[[ Task input, beginning ]]

//! wallet_ledger - Multi-Currency Wallet Ledger Backend API
//!
//! Holds per-(user, currency) balances and atomically moves money between
//! wallets: funding, withdrawal, peer transfer with currency conversion,
//! and same-user conversion.

use std::net::SocketAddr;
use std::sync::Arc;

use axum::{middleware, Router};
use sqlx::postgres::PgPoolOptions;
use tower_http::trace::TraceLayer;
use tracing_subscriber::{layer::SubscriberExt, util::SubscriberInitExt};

pub mod api;
mod config;
mod db;
pub mod domain;
mod error;
pub mod fx;
pub mod handlers;
pub mod ledger;
pub mod wallet;

pub use config::Config;
pub use error::{AppError, AppResult};

use api::AppState;
use fx::LayerRateClient;

/// Initialize tracing/logging
fn init_tracing() {
    tracing_subscriber::registry()
        .with(
            tracing_subscriber::EnvFilter::try_from_default_env()
                .unwrap_or_else(|_| "wallet_ledger=debug,tower_http=debug".into()),
        )
        .with(tracing_subscriber::fmt::layer())
        .init();
}

/// Build the application router
fn build_router(state: AppState) -> Router {
    // Create API router with all routes
    let api_router = api::create_router();

    // Apply middleware to API routes
    // Note: Axum layers are applied in reverse order (last added = first executed)
    // Order: logging -> auth -> handler
    let protected_routes = api_router
        .layer(middleware::from_fn(api::middleware::auth_middleware))
        .layer(middleware::from_fn(api::middleware::logging_middleware));

    Router::new()
        // Health check (no auth)
        .route("/health", axum::routing::get(health_check))
        // Protected API routes
        .nest("/api/v1", protected_routes)
        .layer(TraceLayer::new_for_http())
        .with_state(state)
}

/// Health check endpoint
async fn health_check() -> &'static str {
    "OK"
}

#[tokio::main]
async fn main() -> anyhow::Result<()> {
    // Load environment variables
    dotenvy::dotenv().ok();

    // Initialize tracing
    init_tracing();

    // Load configuration
    let config = Config::from_env()?;
    let addr: SocketAddr = format!("{}:{}", config.host, config.port).parse()?;

    tracing::info!("Starting wallet_ledger server");
    tracing::info!("Connecting to database...");

    // Create database pool
    let pool = PgPoolOptions::new()
        .max_connections(config.database_max_connections)
        .connect(&config.database_url)
        .await?;

    // Verify database schema
    if !db::check_schema(&pool).await? {
        tracing::error!("Database schema is not complete. Please run migrations.");
        return Err(anyhow::anyhow!("Database schema incomplete"));
    }

    tracing::info!("Database connected successfully");

    // External rate source
    let converter = Arc::new(LayerRateClient::new(
        config.currency_api_url.clone(),
        config.currency_api_token.clone(),
    ));

    tracing::info!("Listening on http://{}", addr);

    // Build router and start server
    let state = AppState::new(pool.clone(), converter);
    let app = build_router(state);

    let listener = tokio::net::TcpListener::bind(addr).await?;

    // Graceful shutdown
    axum::serve(listener, app)
        .with_graceful_shutdown(shutdown_signal())
        .await?;

    // Cleanup
    tracing::info!("Server shutting down...");
    pool.close().await;
    tracing::info!("Database connections closed. Goodbye!");

    Ok(())
}

/// Shutdown signal handler for graceful shutdown
async fn shutdown_signal() {
    let ctrl_c = async {
        tokio::signal::ctrl_c()
            .await
            .expect("Failed to install Ctrl+C handler");
    };

    #[cfg(unix)]
    let terminate = async {
        tokio::signal::unix::signal(tokio::signal::unix::SignalKind::terminate())
            .expect("Failed to install signal handler")
            .recv()
            .await;
    };

    #[cfg(not(unix))]
    let terminate = std::future::pending::<()>();

    tokio::select! {
        _ = ctrl_c => {
            tracing::info!("Received Ctrl+C, initiating graceful shutdown...");
        },
        _ = terminate => {
            tracing::info!("Received SIGTERM, initiating graceful shutdown...");
        },
    }
}
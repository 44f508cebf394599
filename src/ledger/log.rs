//! Transaction Log
//!
//! Append-only persistence for ledger entries; read access for statements
//! and summaries. Writes require a transaction handle owned by the caller
//! so an entry commits together with the balance mutation it records.

use chrono::{DateTime, Utc};
use rust_decimal::Decimal;
use sqlx::{PgPool, Postgres, Transaction};
use uuid::Uuid;

use crate::domain::CurrencyCode;

use super::entries::{Direction, EntryStatus, LedgerEntry, NewEntry};

/// Errors that can occur in the transaction log
#[derive(Debug, thiserror::Error)]
pub enum LedgerLogError {
    /// Database error
    #[error("Database error: {0}")]
    Database(#[from] sqlx::Error),

    /// A stored row failed to decode into a ledger entry
    #[error("Invalid ledger row {id}: {reason}")]
    InvalidRow { id: Uuid, reason: String },
}

type EntryRow = (
    Uuid,
    Uuid,
    String,
    Decimal,
    String,
    String,
    String,
    DateTime<Utc>,
);

fn entry_from_row(row: EntryRow) -> Result<LedgerEntry, LedgerLogError> {
    let (id, wallet_id, direction, amount, currency, status, description, created_at) = row;

    let invalid = |reason: String| LedgerLogError::InvalidRow { id, reason };

    Ok(LedgerEntry {
        id,
        wallet_id,
        direction: direction.parse::<Direction>().map_err(invalid)?,
        amount,
        currency: currency
            .parse::<CurrencyCode>()
            .map_err(|e| invalid(e.to_string()))?,
        status: status.parse::<EntryStatus>().map_err(invalid)?,
        description,
        created_at,
    })
}

/// Append-only log of balance mutations
#[derive(Debug, Clone)]
pub struct TransactionLog {
    pool: PgPool,
}

impl TransactionLog {
    /// Create a new TransactionLog with a database pool
    pub fn new(pool: PgPool) -> Self {
        Self { pool }
    }

    /// Append one entry inside the caller's transaction.
    pub async fn record(
        &self,
        tx: &mut Transaction<'_, Postgres>,
        entry: NewEntry,
    ) -> Result<LedgerEntry, LedgerLogError> {
        let id = Uuid::new_v4();

        let created_at: DateTime<Utc> = sqlx::query_scalar(
            r#"
            INSERT INTO transactions (id, wallet_id, direction, amount, currency, status, description)
            VALUES ($1, $2, $3, $4, $5, $6, $7)
            RETURNING created_at
            "#,
        )
        .bind(id)
        .bind(entry.wallet_id)
        .bind(entry.direction.as_str())
        .bind(entry.amount.value())
        .bind(entry.currency.as_str())
        .bind(entry.status.as_str())
        .bind(&entry.description)
        .fetch_one(&mut **tx)
        .await?;

        Ok(LedgerEntry {
            id,
            wallet_id: entry.wallet_id,
            direction: entry.direction,
            amount: entry.amount.value(),
            currency: entry.currency,
            status: entry.status,
            description: entry.description,
            created_at,
        })
    }

    /// Entries for one wallet within a date window, newest first.
    /// The query is stateless and re-runnable.
    pub async fn list_by_wallet(
        &self,
        wallet_id: Uuid,
        start: DateTime<Utc>,
        end: DateTime<Utc>,
    ) -> Result<Vec<LedgerEntry>, LedgerLogError> {
        let rows: Vec<EntryRow> = sqlx::query_as(
            r#"
            SELECT id, wallet_id, direction, amount, currency, status, description, created_at
            FROM transactions
            WHERE wallet_id = $1 AND created_at BETWEEN $2 AND $3
            ORDER BY created_at DESC
            "#,
        )
        .bind(wallet_id)
        .bind(start)
        .bind(end)
        .fetch_all(&self.pool)
        .await?;

        rows.into_iter().map(entry_from_row).collect()
    }

    /// Count of entries for one wallet (diagnostics and tests).
    pub async fn count_by_wallet(&self, wallet_id: Uuid) -> Result<i64, LedgerLogError> {
        let count: i64 =
            sqlx::query_scalar("SELECT COUNT(*) FROM transactions WHERE wallet_id = $1")
                .bind(wallet_id)
                .fetch_one(&self.pool)
                .await?;
        Ok(count)
    }

    /// Sum of entry amounts across a set of wallets in one direction.
    /// Used for income/expense aggregation.
    pub async fn sum_by_direction(
        &self,
        wallet_ids: &[Uuid],
        direction: Direction,
    ) -> Result<Decimal, LedgerLogError> {
        if wallet_ids.is_empty() {
            return Ok(Decimal::ZERO);
        }

        let sum: Decimal = sqlx::query_scalar(
            r#"
            SELECT COALESCE(SUM(amount), 0)
            FROM transactions
            WHERE wallet_id = ANY($1) AND direction = $2
            "#,
        )
        .bind(wallet_ids)
        .bind(direction.as_str())
        .fetch_one(&self.pool)
        .await?;

        Ok(sum)
    }
}
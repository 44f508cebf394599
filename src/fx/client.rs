//! External rate source client
//!
//! HTTP client for a currencylayer-style quote API. The free tier of these
//! sources only quotes against USD, so every conversion goes through the
//! USD pivot (see [`super::rates::RateSheet`]).

use std::collections::HashMap;

use reqwest::Client as HttpClient;
use rust_decimal::Decimal;
use serde::Deserialize;

use crate::domain::CurrencyCode;

use super::error::FxError;
use super::rates::RateSheet;
use super::{Conversion, CurrencyConverter};

/// Currencies requested from the rate source on every refresh.
const SUPPORTED_CURRENCIES: &str = "USD,NGN,GBP,GHS,EUR";

/// Quote API response body.
#[derive(Debug, Deserialize)]
struct LayerResponse {
    success: bool,
    #[serde(default)]
    source: Option<String>,
    #[serde(default)]
    quotes: Option<HashMap<String, Decimal>>,
    #[serde(default)]
    error: Option<LayerError>,
}

#[derive(Debug, Deserialize)]
struct LayerError {
    #[allow(dead_code)]
    code: i64,
    info: String,
}

/// Rate source client backed by a currencylayer-style HTTP API.
pub struct LayerRateClient {
    http_client: HttpClient,
    endpoint: String,
    access_key: String,
}

impl LayerRateClient {
    /// Create a new client against the given endpoint and access key.
    pub fn new(endpoint: String, access_key: String) -> Self {
        Self {
            http_client: HttpClient::new(),
            endpoint,
            access_key,
        }
    }

    /// Fetch a fresh rate sheet from the source.
    pub async fn fetch_sheet(&self) -> Result<RateSheet, FxError> {
        let url = format!(
            "{}?access_key={}&currencies={}&source=USD&format=1",
            self.endpoint, self.access_key, SUPPORTED_CURRENCIES
        );

        let response = self.http_client.get(&url).send().await?;
        let body: LayerResponse = response.json().await?;

        if !body.success {
            let info = body
                .error
                .map(|e| e.info)
                .unwrap_or_else(|| "Failed to fetch currency rates".to_string());
            return Err(FxError::Api(info));
        }

        let quotes = body
            .quotes
            .ok_or_else(|| FxError::Api("Rate source returned no quotes".to_string()))?;

        let pivot = body
            .source
            .as_deref()
            .unwrap_or("USD")
            .parse::<CurrencyCode>()
            .map_err(|e| FxError::Api(format!("Invalid pivot currency: {}", e)))?;

        Ok(RateSheet::new(pivot, quotes))
    }
}

#[async_trait::async_trait]
impl CurrencyConverter for LayerRateClient {
    async fn convert(
        &self,
        amount: Decimal,
        from: &CurrencyCode,
        to: &CurrencyCode,
    ) -> Result<Conversion, FxError> {
        // Same currency needs no rate lookup
        if from == to {
            return Ok(Conversion::identity(amount));
        }

        let sheet = self.fetch_sheet().await?;
        let conversion = sheet.convert(amount, from, to)?;

        tracing::debug!(
            %amount,
            from = %from,
            to = %to,
            rate = %conversion.rate,
            converted = %conversion.amount,
            "Currency conversion"
        );

        Ok(conversion)
    }
}
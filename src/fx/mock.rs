//! Mock converters
//!
//! Deterministic converter implementations for tests and for running the
//! service without the external rate source.

use rust_decimal::Decimal;

use crate::domain::CurrencyCode;

use super::error::FxError;
use super::rates::RateSheet;
use super::{Conversion, CurrencyConverter};

/// Converter backed by a fixed in-memory rate sheet.
pub struct FixedRateConverter {
    sheet: RateSheet,
}

impl FixedRateConverter {
    pub fn new(sheet: RateSheet) -> Self {
        Self { sheet }
    }

    /// Sheet with USD-pivot quotes from (code, rate) pairs.
    pub fn with_usd_quotes(pairs: &[(&str, Decimal)]) -> Self {
        Self {
            sheet: RateSheet::usd_pivot(pairs),
        }
    }
}

#[async_trait::async_trait]
impl CurrencyConverter for FixedRateConverter {
    async fn convert(
        &self,
        amount: Decimal,
        from: &CurrencyCode,
        to: &CurrencyCode,
    ) -> Result<Conversion, FxError> {
        if from == to {
            return Ok(Conversion::identity(amount));
        }
        self.sheet.convert(amount, from, to)
    }
}

/// Converter that fails every non-identity conversion. Used to exercise
/// the rollback path of multi-wallet operations.
pub struct FailingConverter;

#[async_trait::async_trait]
impl CurrencyConverter for FailingConverter {
    async fn convert(
        &self,
        amount: Decimal,
        from: &CurrencyCode,
        to: &CurrencyCode,
    ) -> Result<Conversion, FxError> {
        if from == to {
            return Ok(Conversion::identity(amount));
        }
        Err(FxError::RateUnavailable {
            from: from.clone(),
            to: to.clone(),
        })
    }
}
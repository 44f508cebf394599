//! wallet_ledger Library
//!
//! Re-exports modules for integration testing and external use.

pub mod api;
pub mod domain;
pub mod fx;
pub mod handlers;
pub mod ledger;
pub mod wallet;

// Private modules (used only by main.rs binary)
pub mod config;
pub mod db;
mod error;

pub use config::Config;
pub use error::{AppError, AppResult};
pub use domain::{Amount, AmountError, Balance, CurrencyCode, DomainError, OperationContext};
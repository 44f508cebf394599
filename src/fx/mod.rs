//! FX module
//!
//! The currency-conversion collaborator: a trait seam the ledger engine
//! calls through, a pivot-rate sheet, the HTTP rate-source client, and
//! deterministic mocks.

mod client;
mod error;
pub mod mock;
mod rates;

pub use client::LayerRateClient;
pub use error::FxError;
pub use rates::RateSheet;

use rust_decimal::Decimal;

use crate::domain::CurrencyCode;

/// Result of a currency conversion.
#[derive(Debug, Clone, PartialEq, Eq)]
pub struct Conversion {
    /// Converted amount, rounded to 2 decimal places
    pub amount: Decimal,
    /// Cross-rate applied (target units per source unit)
    pub rate: Decimal,
}

impl Conversion {
    /// Identity conversion (same currency, rate 1).
    pub fn identity(amount: Decimal) -> Self {
        Self {
            amount,
            rate: Decimal::ONE,
        }
    }
}

/// External currency-conversion collaborator.
///
/// Implementations must be identity when `from == to` and must signal
/// [`FxError::RateUnavailable`] when a required cross-rate is missing.
/// The call is fallible, potentially slow I/O; the ledger engine never
/// holds a wallet-row lock across it.
#[async_trait::async_trait]
pub trait CurrencyConverter: Send + Sync {
    async fn convert(
        &self,
        amount: Decimal,
        from: &CurrencyCode,
        to: &CurrencyCode,
    ) -> Result<Conversion, FxError>;
}
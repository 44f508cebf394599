//! Wallet module
//!
//! Persistence layer for per-(user, currency) balance rows.

mod error;
mod store;

pub use error::WalletStoreError;
pub use store::{Wallet, WalletStore};
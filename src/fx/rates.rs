//! Rate sheet and pivot-currency math
//!
//! The rate source quotes every supported currency against a single pivot
//! (USD). A cross-rate between two non-pivot currencies is derived by going
//! through the pivot: amount / from_rate * to_rate.

use std::collections::HashMap;

use rust_decimal::Decimal;

use crate::domain::CurrencyCode;

use super::error::FxError;
use super::Conversion;

/// A snapshot of quotes against a pivot currency.
///
/// Quotes are keyed the way currencylayer-style sources key them:
/// `"USDNGN" -> 1500.00` means 1 USD buys 1500 NGN.
#[derive(Debug, Clone)]
pub struct RateSheet {
    pivot: CurrencyCode,
    quotes: HashMap<String, Decimal>,
}

impl RateSheet {
    /// Build a sheet from a pivot currency and raw quotes map.
    pub fn new(pivot: CurrencyCode, quotes: HashMap<String, Decimal>) -> Self {
        Self { pivot, quotes }
    }

    /// Convenience constructor from (code, rate) pairs quoted against USD.
    pub fn usd_pivot(pairs: &[(&str, Decimal)]) -> Self {
        let pivot = CurrencyCode::new("USD").expect("USD is a valid code");
        let quotes = pairs
            .iter()
            .map(|(code, rate)| (format!("{}{}", pivot, code.to_ascii_uppercase()), *rate))
            .collect();
        Self { pivot, quotes }
    }

    /// The pivot currency of this sheet.
    pub fn pivot(&self) -> &CurrencyCode {
        &self.pivot
    }

    /// Rate of `code` against the pivot; identity for the pivot itself.
    fn pivot_rate(&self, code: &CurrencyCode) -> Option<Decimal> {
        if code == &self.pivot {
            return Some(Decimal::ONE);
        }
        self.quotes
            .get(&format!("{}{}", self.pivot, code))
            .copied()
            .filter(|r| !r.is_zero())
    }

    /// Cross-rate from one currency to another through the pivot.
    pub fn cross_rate(
        &self,
        from: &CurrencyCode,
        to: &CurrencyCode,
    ) -> Result<Decimal, FxError> {
        if from == to {
            return Ok(Decimal::ONE);
        }

        let unavailable = || FxError::RateUnavailable {
            from: from.clone(),
            to: to.clone(),
        };

        let from_rate = self.pivot_rate(from).ok_or_else(unavailable)?;
        let to_rate = self.pivot_rate(to).ok_or_else(unavailable)?;

        Ok(to_rate / from_rate)
    }

    /// Convert an amount between two currencies on this sheet.
    /// The converted amount is rounded to 2 decimal places.
    pub fn convert(
        &self,
        amount: Decimal,
        from: &CurrencyCode,
        to: &CurrencyCode,
    ) -> Result<Conversion, FxError> {
        let rate = self.cross_rate(from, to)?;
        Ok(Conversion {
            amount: (amount * rate).round_dp(2),
            rate,
        })
    }
}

[[ Task input, end ]]

The task —
Search each line of the data above for "tokio", and copy the lines where it occurs.

Answer box —
#[tokio::main]
    let listener = tokio::net::TcpListener::bind(addr).await?;
        tokio::signal::ctrl_c()
        tokio::signal::unix::signal(tokio::signal::unix::SignalKind::terminate())
    tokio::select! {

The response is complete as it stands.